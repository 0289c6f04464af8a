//! Core ledger components
//!
//! This module contains the fundamental building blocks:
//! - Transactions (plain sender/recipient/amount records)
//! - Blocks (proof plus link to the previous block's hash)
//! - Ledger (chain and pending pool, single owner of both)

pub mod block;
pub mod ledger;
pub mod transaction;

pub use block::{Block, ChainSnapshot, GENESIS_PREVIOUS_HASH, GENESIS_PROOF, GENESIS_TIMESTAMP};
pub use ledger::{Ledger, SharedLedger};
pub use transaction::{Transaction, MINING_REWARD, REWARD_SENDER};
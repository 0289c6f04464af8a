//! Cryptographic hashing utilities for the ledger
//!
//! Provides SHA-256 helpers and the canonical block digest that every
//! hash-link and proof-of-work check is computed over.

use crate::core::Block;
use serde::Serialize;
use serde_json::ser::Formatter;
use sha2::{Digest, Sha256};
use std::io;

/// Computes SHA-256 hash of the input data
pub fn sha256(data: &[u8]) -> Vec<u8> {
    let mut hasher = Sha256::new();
    hasher.update(data);
    hasher.finalize().to_vec()
}

/// Computes SHA-256 hash and returns it as a hex string
pub fn sha256_hex(data: &[u8]) -> String {
    hex::encode(sha256(data))
}

/// JSON formatter producing the canonical byte layout used for hashing.
///
/// Items are separated by `", "`, keys from values by `": "`, and any
/// non-ASCII character is written as lowercase `\uXXXX` UTF-16 escapes.
/// Key ordering is handled by round-tripping through `serde_json::Value`,
/// whose object map is sorted.
#[derive(Debug, Default, Clone, Copy)]
pub struct CanonicalFormatter;

impl Formatter for CanonicalFormatter {
    fn begin_array_value<W>(&mut self, writer: &mut W, first: bool) -> io::Result<()>
    where
        W: ?Sized + io::Write,
    {
        if first {
            Ok(())
        } else {
            writer.write_all(b", ")
        }
    }

    fn begin_object_key<W>(&mut self, writer: &mut W, first: bool) -> io::Result<()>
    where
        W: ?Sized + io::Write,
    {
        if first {
            Ok(())
        } else {
            writer.write_all(b", ")
        }
    }

    fn begin_object_value<W>(&mut self, writer: &mut W) -> io::Result<()>
    where
        W: ?Sized + io::Write,
    {
        writer.write_all(b": ")
    }

    fn write_string_fragment<W>(&mut self, writer: &mut W, fragment: &str) -> io::Result<()>
    where
        W: ?Sized + io::Write,
    {
        if fragment.is_ascii() {
            return writer.write_all(fragment.as_bytes());
        }

        let mut units = [0u16; 2];
        for ch in fragment.chars() {
            if ch.is_ascii() {
                writer.write_all(&[ch as u8])?;
            } else {
                for unit in ch.encode_utf16(&mut units) {
                    write!(writer, "\\u{:04x}", unit)?;
                }
            }
        }
        Ok(())
    }
}

/// Serializes any value into its canonical, key-sorted byte form
pub fn canonical_json<T: Serialize>(value: &T) -> Result<Vec<u8>, serde_json::Error> {
    // Value's object map is a BTreeMap, so keys come out sorted at every level
    let sorted = serde_json::to_value(value)?;

    let mut out = Vec::with_capacity(256);
    let mut serializer = serde_json::Serializer::with_formatter(&mut out, CanonicalFormatter);
    sorted.serialize(&mut serializer)?;
    Ok(out)
}

/// Computes the canonical SHA-256 digest of a block as a 64-char hex string
pub fn hash_block(block: &Block) -> String {
    // A Block is plain strings and numbers; serializing it cannot fail
    let bytes = canonical_json(block).unwrap_or_default();
    sha256_hex(&bytes)
}
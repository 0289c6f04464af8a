//! Mining module: cancellable block production

pub mod miner;

pub use miner::{MineOutcome, Miner, MiningControl, MiningError, MiningStats};
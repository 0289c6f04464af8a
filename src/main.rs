//! Ledger node CLI application
//!
//! Runs a proof-of-work ledger node, or mines and validates chains offline.

use clap::{Parser, Subcommand};
use pow_ledger::cli;
use pow_ledger::consensus::DEFAULT_DIFFICULTY;
use pow_ledger::network::{generate_node_id, NodeConfig};
use std::path::PathBuf;
use std::time::Duration;

#[derive(Parser)]
#[command(name = "ledger")]
#[command(version = "0.1.0")]
#[command(about = "A proof-of-work ledger node with longest-chain consensus", long_about = None)]
struct Cli {
    #[command(subcommand)]
    command: Commands,
}

#[derive(Subcommand)]
enum Commands {
    /// Node operations
    Node {
        #[command(subcommand)]
        action: NodeCommands,
    },

    /// Mine blocks into a fresh in-memory ledger
    Mine {
        /// Address credited with the mining reward
        #[arg(short, long, default_value = "miner")]
        address: String,

        /// Number of blocks to mine
        #[arg(short, long, default_value = "1")]
        count: u64,

        /// Leading zero hex digits required of a proof
        #[arg(short, long, default_value_t = DEFAULT_DIFFICULTY)]
        difficulty: usize,

        /// Write the resulting chain to this file as JSON
        #[arg(short, long)]
        output: Option<PathBuf>,
    },

    /// Validate a chain stored as JSON
    Validate {
        /// Input file path
        #[arg(short, long)]
        input: PathBuf,

        /// Leading zero hex digits required of a proof
        #[arg(short, long, default_value_t = DEFAULT_DIFFICULTY)]
        difficulty: usize,
    },
}

#[derive(Subcommand)]
enum NodeCommands {
    /// Start the node and its REST API
    Start {
        /// Port to listen on
        #[arg(short, long, default_value = "5000")]
        port: u16,

        /// Peers to register at startup (comma-separated)
        #[arg(long)]
        peers: Option<String>,

        /// Leading zero hex digits required of a proof
        #[arg(short, long, default_value_t = DEFAULT_DIFFICULTY)]
        difficulty: usize,

        /// Seconds to wait for a single peer's chain
        #[arg(long, default_value = "5")]
        peer_timeout_secs: u64,

        /// Resolve conflicts with peers every N seconds
        #[arg(long)]
        resolve_interval_secs: Option<u64>,

        /// Identifier credited with mining rewards (random if omitted)
        #[arg(long)]
        node_id: Option<String>,
    },
}

fn main() -> Result<(), Box<dyn std::error::Error>> {
    // Initialize logger
    env_logger::Builder::from_env(env_logger::Env::default().default_filter_or("info")).init();

    let cli = Cli::parse();

    match cli.command {
        Commands::Node {
            action:
                NodeCommands::Start {
                    port,
                    peers,
                    difficulty,
                    peer_timeout_secs,
                    resolve_interval_secs,
                    node_id,
                },
        } => {
            let bootstrap_peers: Vec<String> = peers
                .map(|p| {
                    p.split(',')
                        .map(|s| s.trim().to_string())
                        .filter(|s| !s.is_empty())
                        .collect()
                })
                .unwrap_or_default();

            let config = NodeConfig {
                port,
                bootstrap_peers,
                difficulty,
                peer_timeout: Duration::from_secs(peer_timeout_secs),
                resolve_interval: resolve_interval_secs.map(Duration::from_secs),
                node_id: node_id.unwrap_or_else(generate_node_id),
            };

            let rt = tokio::runtime::Runtime::new()?;
            rt.block_on(async {
                tokio::select! {
                    result = cli::cmd_node_start(config) => result,
                    _ = tokio::signal::ctrl_c() => {
                        println!("\n📴 Shutting down node...");
                        Ok(())
                    }
                }
            })?;
        }

        Commands::Mine {
            address,
            count,
            difficulty,
            output,
        } => {
            cli::cmd_mine(&address, count, difficulty, output.as_deref())?;
        }

        Commands::Validate { input, difficulty } => {
            if !cli::cmd_validate(&input, difficulty)? {
                std::process::exit(1);
            }
        }
    }

    Ok(())
}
____________________
## Problem to solve:
Repeat the material in full. Nothing may differ.

## Reply to the exercise:
repository 0289c6f04464af8a
//! Core ledger components
//!
//! This module contains the fundamental building blocks:
//! - Transactions (plain sender/recipient/amount records)
//! - Blocks (proof plus link to the previous block's hash)
//! - Ledger (chain and pending pool, single owner of both)

pub mod block;
pub mod ledger;
pub mod transaction;

pub use block::{Block, ChainSnapshot, GENESIS_PREVIOUS_HASH, GENESIS_PROOF, GENESIS_TIMESTAMP};
pub use ledger::{Ledger, SharedLedger};
pub use transaction::{Transaction, MINING_REWARD, REWARD_SENDER};
repository 0289c6f04464af8a
//! Cryptographic hashing utilities for the ledger
//!
//! Provides SHA-256 helpers and the canonical block digest that every
//! hash-link and proof-of-work check is computed over.

use crate::core::Block;
use serde::Serialize;
use serde_json::ser::Formatter;
use sha2::{Digest, Sha256};
use std::io;

/// Computes SHA-256 hash of the input data
pub fn sha256(data: &[u8]) -> Vec<u8> {
    let mut hasher = Sha256::new();
    hasher.update(data);
    hasher.finalize().to_vec()
}

/// Computes SHA-256 hash and returns it as a hex string
pub fn sha256_hex(data: &[u8]) -> String {
    hex::encode(sha256(data))
}

/// JSON formatter producing the canonical byte layout used for hashing.
///
/// Items are separated by `", "`, keys from values by `": "`, and any
/// non-ASCII character is written as lowercase `\uXXXX` UTF-16 escapes.
/// Key ordering is handled by round-tripping through `serde_json::Value`,
/// whose object map is sorted.
#[derive(Debug, Default, Clone, Copy)]
pub struct CanonicalFormatter;

impl Formatter for CanonicalFormatter {
    fn begin_array_value<W>(&mut self, writer: &mut W, first: bool) -> io::Result<()>
    where
        W: ?Sized + io::Write,
    {
        if first {
            Ok(())
        } else {
            writer.write_all(b", ")
        }
    }

    fn begin_object_key<W>(&mut self, writer: &mut W, first: bool) -> io::Result<()>
    where
        W: ?Sized + io::Write,
    {
        if first {
            Ok(())
        } else {
            writer.write_all(b", ")
        }
    }

    fn begin_object_value<W>(&mut self, writer: &mut W) -> io::Result<()>
    where
        W: ?Sized + io::Write,
    {
        writer.write_all(b": ")
    }

    fn write_string_fragment<W>(&mut self, writer: &mut W, fragment: &str) -> io::Result<()>
    where
        W: ?Sized + io::Write,
    {
        if fragment.is_ascii() {
            return writer.write_all(fragment.as_bytes());
        }

        let mut units = [0u16; 2];
        for ch in fragment.chars() {
            if ch.is_ascii() {
                writer.write_all(&[ch as u8])?;
            } else {
                for unit in ch.encode_utf16(&mut units) {
                    write!(writer, "\\u{:04x}", unit)?;
                }
            }
        }
        Ok(())
    }
}

/// Serializes any value into its canonical, key-sorted byte form
pub fn canonical_json<T: Serialize>(value: &T) -> Result<Vec<u8>, serde_json::Error> {
    // Value's object map is a BTreeMap, so keys come out sorted at every level
    let sorted = serde_json::to_value(value)?;

    let mut out = Vec::with_capacity(256);
    let mut serializer = serde_json::Serializer::with_formatter(&mut out, CanonicalFormatter);
    sorted.serialize(&mut serializer)?;
    Ok(out)
}

/// Computes the canonical SHA-256 digest of a block as a 64-char hex string
pub fn hash_block(block: &Block) -> String {
    // A Block is plain strings and numbers; serializing it cannot fail
    let bytes = canonical_json(block).unwrap_or_default();
    sha256_hex(&bytes)
}
repository 0289c6f04464af8a
//! Mining module: cancellable block production

pub mod miner;

pub use miner::{MineOutcome, Miner, MiningControl, MiningError, MiningStats};
repository 0289c6f04464af8a
filename src/main.rs
//! Ledger node CLI application
//!
//! Runs a proof-of-work ledger node, or mines and validates chains offline.

use clap::{Parser, Subcommand};
use pow_ledger::cli;
use pow_ledger::consensus::DEFAULT_DIFFICULTY;
use pow_ledger::network::{generate_node_id, NodeConfig};
use std::path::PathBuf;
use std::time::Duration;

#[derive(Parser)]
#[command(name = "ledger")]
#[command(version = "0.1.0")]
#[command(about = "A proof-of-work ledger node with longest-chain consensus", long_about = None)]
struct Cli {
    #[command(subcommand)]
    command: Commands,
}

#[derive(Subcommand)]
enum Commands {
    /// Node operations
    Node {
        #[command(subcommand)]
        action: NodeCommands,
    },

    /// Mine blocks into a fresh in-memory ledger
    Mine {
        /// Address credited with the mining reward
        #[arg(short, long, default_value = "miner")]
        address: String,

        /// Number of blocks to mine
        #[arg(short, long, default_value = "1")]
        count: u64,

        /// Leading zero hex digits required of a proof
        #[arg(short, long, default_value_t = DEFAULT_DIFFICULTY)]
        difficulty: usize,

        /// Write the resulting chain to this file as JSON
        #[arg(short, long)]
        output: Option<PathBuf>,
    },

    /// Validate a chain stored as JSON
    Validate {
        /// Input file path
        #[arg(short, long)]
        input: PathBuf,

        /// Leading zero hex digits required of a proof
        #[arg(short, long, default_value_t = DEFAULT_DIFFICULTY)]
        difficulty: usize,
    },
}

#[derive(Subcommand)]
enum NodeCommands {
    /// Start the node and its REST API
    Start {
        /// Port to listen on
        #[arg(short, long, default_value = "5000")]
        port: u16,

        /// Peers to register at startup (comma-separated)
        #[arg(long)]
        peers: Option<String>,

        /// Leading zero hex digits required of a proof
        #[arg(short, long, default_value_t = DEFAULT_DIFFICULTY)]
        difficulty: usize,

        /// Seconds to wait for a single peer's chain
        #[arg(long, default_value = "5")]
        peer_timeout_secs: u64,

        /// Resolve conflicts with peers every N seconds
        #[arg(long)]
        resolve_interval_secs: Option<u64>,

        /// Identifier credited with mining rewards (random if omitted)
        #[arg(long)]
        node_id: Option<String>,
    },
}

fn main() -> Result<(), Box<dyn std::error::Error>> {
    // Initialize logger
    env_logger::Builder::from_env(env_logger::Env::default().default_filter_or("info")).init();

    let cli = Cli::parse();

    match cli.command {
        Commands::Node {
            action:
                NodeCommands::Start {
                    port,
                    peers,
                    difficulty,
                    peer_timeout_secs,
                    resolve_interval_secs,
                    node_id,
                },
        } => {
            let bootstrap_peers: Vec<String> = peers
                .map(|p| {
                    p.split(',')
                        .map(|s| s.trim().to_string())
                        .filter(|s| !s.is_empty())
                        .collect()
                })
                .unwrap_or_default();

            let config = NodeConfig {
                port,
                bootstrap_peers,
                difficulty,
                peer_timeout: Duration::from_secs(peer_timeout_secs),
                resolve_interval: resolve_interval_secs.map(Duration::from_secs),
                node_id: node_id.unwrap_or_else(generate_node_id),
            };

            let rt = tokio::runtime::Runtime::new()?;
            rt.block_on(async {
                tokio::select! {
                    result = cli::cmd_node_start(config) => result,
                    _ = tokio::signal::ctrl_c() => {
                        println!("\n📴 Shutting down node...");
                        Ok(())
                    }
                }
            })?;
        }

        Commands::Mine {
            address,
            count,
            difficulty,
            output,
        } => {
            cli::cmd_mine(&address, count, difficulty, output.as_deref())?;
        }

        Commands::Validate { input, difficulty } => {
            if !cli::cmd_validate(&input, difficulty)? {
                std::process::exit(1);
            }
        }
    }

    Ok(())
}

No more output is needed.